We Love God!

God: "I looked for someone to take a stand for me, and stand in the gap" (Ezekiel 22:30)

[The resurrection of the body] is the Christian’s brightest hope. Many believers make a mistake when they long to die and long for Heaven. Those things may be desirable, but they are not the ultimate for the saints. The saints in Heaven are perfectly free from sin and, so far as they are capable of it, are perfectly happy. But a disembodied spirit never can be perfect until it is reunited to its body. God made man not pure spirit but body and spirit, and the spirit alone will never be content until it sees its physical frame raised to its own condition of holiness and glory. Think not that our longings here below are not shared in by the saints in Heaven. They do not groan so far as any pain can be, but they long with greater intensity than you and I for the 'adoption...the redemption of our bodies.' People have said there is no faith in Heaven, and no hope. They know not what they say - in Heaven faith and hope have their fullest swing and their brightest sphere, for glorified saints believe in God’s promise and hope for the resurrection of the body.
C.H. Spurgeon

God’s ultimate goal for us, however, is that we be truly conformed to the likeness of His Son in our person as well as in our standing… Jesus did not die just to save us from the penalty of sin, nor even just to make us holy in our standing before God.

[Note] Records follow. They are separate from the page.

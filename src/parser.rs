//! ADB 文本输出解析
//!
//! ADB 的输出没有固定协议，只有约定俗成的格式：`devices -l` 的列布局、
//! `getprop` 的 `[key]: [value]` 行、以及以 `Error` 开头的错误行。
//! 这里的函数都是纯函数，不会因为输入中的坏行而失败，坏行直接丢弃。

use crate::device::{DeviceEntry, DeviceStatus};
use crate::error::{ADBError, ADBResult};
use crate::utils::contains_any;
use once_cell::sync::Lazy;
use std::collections::HashMap;

static PROPERTY_LINE: Lazy<regex::Regex> = Lazy::new(|| {
    regex::Regex::new(r"^\[([^\]]*)\]:\s*\[(.*)\]$").expect("属性行正则无效")
});

/// 解析 `adb devices -l` 的输出，按出现顺序返回设备条目
///
/// 标题行与 ADB 守护进程的提示行（以 `*` 开头）会被跳过，
/// 少于两个字段的行同样跳过。
pub fn parse_device_list(output: &str) -> Vec<DeviceEntry> {
    output
        .lines()
        .map(str::trim)
        .filter(|line| !line.is_empty())
        .filter(|line| !line.starts_with('*'))
        .filter(|line| !line.starts_with("List of devices"))
        .filter_map(parse_device_line)
        .collect()
}

fn parse_device_line(line: &str) -> Option<DeviceEntry> {
    let mut tokens = line.split_whitespace();
    let id = tokens.next()?;
    let status = tokens.next()?;

    let mut entry = DeviceEntry::new(id, DeviceStatus::from(status));
    for token in tokens {
        if let Some(value) = token.strip_prefix("model:") {
            entry.model = Some(value.to_string());
        } else if let Some(value) = token.strip_prefix("product:") {
            entry.product = Some(value.to_string());
        } else if let Some(value) = token.strip_prefix("device:") {
            entry.device = Some(value.to_string());
        } else if let Some(value) = token.strip_prefix("transport_id:") {
            entry.transport_id = Some(value.to_string());
        }
    }

    Some(entry)
}

/// 解析 getprop 输出为属性 HashMap，不符合 `[key]: [value]` 格式的行被丢弃
pub fn parse_properties(output: &str) -> HashMap<String, String> {
    let mut properties = HashMap::new();

    for line in output.lines() {
        if let Some(caps) = PROPERTY_LINE.captures(line.trim()) {
            let key = caps[1].trim();
            if key.is_empty() {
                continue;
            }
            properties.insert(key.to_string(), caps[2].to_string());
        }
    }

    properties
}

/// 从属性转储中只取出一个属性
pub fn parse_property(output: &str, key: &str) -> Option<String> {
    parse_properties(output).remove(key)
}

/// 解析 `ro.product.cpu.abilist` 这类逗号分隔的值，保持原有顺序
pub fn parse_abi_list(output: &str) -> Vec<String> {
    let line = output
        .lines()
        .map(str::trim)
        .find(|line| !line.is_empty())
        .unwrap_or_default();

    line.split(',')
        .map(str::trim)
        .filter(|abi| !abi.is_empty())
        .map(str::to_string)
        .collect()
}

/// 一类命令的错误标记
///
/// 命中 `prefixes` 的行（去掉行首空白后）从该行起的全部输出作为失败原因；
/// 否则命中 `phrases` 的那一行作为失败原因。未识别的错误措辞会被当作成功。
#[derive(Debug, Clone, Copy)]
pub struct ErrorMarkers {
    pub prefixes: &'static [&'static str],
    pub phrases: &'static [&'static str],
}

/// `am start` 系列命令（启动 Activity、打开应用）
pub const LAUNCH_ERRORS: ErrorMarkers = ErrorMarkers {
    prefixes: &["Error"],
    phrases: &[
        "unable to resolve Intent",
        "does not exist",
        "No activities found",
    ],
};

/// `emu avd name` 模拟器名称查询
pub const EMULATOR_NAME_ERRORS: ErrorMarkers = ErrorMarkers {
    prefixes: &["Error", "error:", "KO:"],
    phrases: &[
        "could not connect to TCP port",
        "Connection refused",
        "no emulator detected",
    ],
};

impl ErrorMarkers {
    /// 返回分类后的失败原因；未发现错误标记时返回 `None`
    pub fn classify(&self, output: &str) -> Option<String> {
        let mut offset = 0;
        for line in output.split_inclusive('\n') {
            let trimmed = line.trim_start();
            if self.prefixes.iter().any(|prefix| trimmed.starts_with(prefix)) {
                let start = offset + (line.len() - trimmed.len());
                return Some(output[start..].trim().to_string());
            }
            offset += line.len();
        }

        output
            .lines()
            .find(|line| contains_any(line, self.phrases))
            .map(|line| line.trim().to_string())
    }
}

/// 从 `emu avd name` 的输出中取出模拟器名称（第一行）
pub fn parse_emulator_name(output: &str) -> ADBResult<String> {
    if let Some(reason) = EMULATOR_NAME_ERRORS.classify(output) {
        return Err(ADBError::DeviceQueryError(reason));
    }

    let name = output.lines().next().map(str::trim).unwrap_or_default();
    if name.is_empty() {
        return Err(ADBError::DeviceQueryError(
            "模拟器名称查询没有返回内容".to_string(),
        ));
    }

    Ok(name.to_string())
}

He died to purify for Himself a people eager to obey Him, a people eager to be transformed into His likeness… This process of gradually conforming us to the likeness of Christ begins at the very moment of our salvation when the Holy Spirit comes to dwell within us and to actually give us a new life in Christ. We call this gradual process progressive sanctification, or growing in holiness, because it truly is a growth process.